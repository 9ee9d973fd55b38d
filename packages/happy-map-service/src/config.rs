use serde::Deserialize;

#[derive(Debug, Clone, Deserialize)]
pub struct Config {
    #[serde(default = "default_port")]
    pub port: u16,

    // Directory holding favicon and OG card assets served under /favico
    #[serde(default = "default_favicon_dir")]
    pub favicon_dir: String,
}

impl Config {
    pub fn from_env() -> Result<Self, envy::Error> {
        envy::from_env::<Config>()
    }
}

impl Default for Config {
    fn default() -> Self {
        Self {
            port: default_port(),
            favicon_dir: default_favicon_dir(),
        }
    }
}

fn default_port() -> u16 {
    3000
}

fn default_favicon_dir() -> String {
    "public/favico".to_string()
}
use axum::{
    http::StatusCode,
    middleware,
    response::IntoResponse,
    routing::get,
    Json, Router,
};
use tower::ServiceBuilder;
use tower_http::{cors::CorsLayer, services::ServeDir, trace::TraceLayer};

use crate::handlers::{bot_guard, get_kindness, health, post_kindness, AppState};

/// Build the HTTP router with the bot filter in front of every route
pub fn router(state: AppState) -> Router {
    let favicon_assets = ServeDir::new(&state.config.favicon_dir);

    Router::new()
        .route("/health", get(health))
        .route("/api/health", get(health))
        .route("/api/kindness", get(get_kindness).post(post_kindness))
        .nest_service("/favico", favicon_assets)
        .fallback(not_found)
        .layer(
            ServiceBuilder::new()
                .layer(TraceLayer::new_for_http())
                // Ahead of CORS so preflights are filtered too
                .layer(middleware::from_fn_with_state(state.clone(), bot_guard))
                .layer(CorsLayer::permissive()),
        )
        .with_state(state)
}

async fn not_found() -> impl IntoResponse {
    (
        StatusCode::NOT_FOUND,
        Json(serde_json::json!({ "error": "Not Found" })),
    )
}
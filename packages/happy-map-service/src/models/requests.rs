use serde::{Deserialize, Serialize};
use super::kindness::NewsItem;

/// Body of `POST /api/kindness`
#[derive(Debug, Clone, Default, Serialize, Deserialize)]
#[serde(rename_all = "camelCase")]
pub struct KindnessRequest {
    // Already-fetched curated news; absent means baseline only
    #[serde(default, skip_serializing_if = "Option::is_none")]
    pub news_items: Option<Vec<NewsItem>>,
}

impl KindnessRequest {
    pub fn news(&self) -> Option<&[NewsItem]> {
        self.news_items.as_deref()
    }
}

■ ■ ■ ■ ■ ■ ■

> [What you should do]:
Repeat every entry word for word.

> [Answer area]:
repository 9ee9d973fd55b38d
filename packages/happy-map-service/src/config.rs
use serde::Deserialize;

#[derive(Debug, Clone, Deserialize)]
pub struct Config {
    #[serde(default = "default_port")]
    pub port: u16,

    // Directory holding favicon and OG card assets served under /favico
    #[serde(default = "default_favicon_dir")]
    pub favicon_dir: String,
}

impl Config {
    pub fn from_env() -> Result<Self, envy::Error> {
        envy::from_env::<Config>()
    }
}

impl Default for Config {
    fn default() -> Self {
        Self {
            port: default_port(),
            favicon_dir: default_favicon_dir(),
        }
    }
}

fn default_port() -> u16 {
    3000
}

fn default_favicon_dir() -> String {
    "public/favico".to_string()
}
use axum::{
    http::StatusCode,
    middleware,
    response::IntoResponse,
    routing::get,
    Json, Router,
};
use tower::ServiceBuilder;
use tower_http::{cors::CorsLayer, services::ServeDir, trace::TraceLayer};

use crate::handlers::{bot_guard, get_kindness, health, post_kindness, AppState};

/// Build the HTTP router with the bot filter in front of every route
pub fn router(state: AppState) -> Router {
    let favicon_assets = ServeDir::new(&state.config.favicon_dir);

    Router::new()
        .route("/health", get(health))
        .route("/api/health", get(health))
        .route("/api/kindness", get(get_kindness).post(post_kindness))
        .nest_service("/favico", favicon_assets)
        .fallback(not_found)
        .layer(
            ServiceBuilder::new()
                .layer(TraceLayer::new_for_http())
                // Ahead of CORS so preflights are filtered too
                .layer(middleware::from_fn_with_state(state.clone(), bot_guard))
                .layer(CorsLayer::permissive()),
        )
        .with_state(state)
}

async fn not_found() -> impl IntoResponse {
    (
        StatusCode::NOT_FOUND,
        Json(serde_json::json!({ "error": "Not Found" })),
    )
}
filename packages/happy-map-service/src/models/requests.rs
use serde::{Deserialize, Serialize};
use super::kindness::NewsItem;

/// Body of `POST /api/kindness`
#[derive(Debug, Clone, Default, Serialize, Deserialize)]
#[serde(rename_all = "camelCase")]
pub struct KindnessRequest {
    // Already-fetched curated news; absent means baseline only
    #[serde(default, skip_serializing_if = "Option::is_none")]
    pub news_items: Option<Vec<NewsItem>>,
}

impl KindnessRequest {
    pub fn news(&self) -> Option<&[NewsItem]> {
        self.news_items.as_deref()
    }
}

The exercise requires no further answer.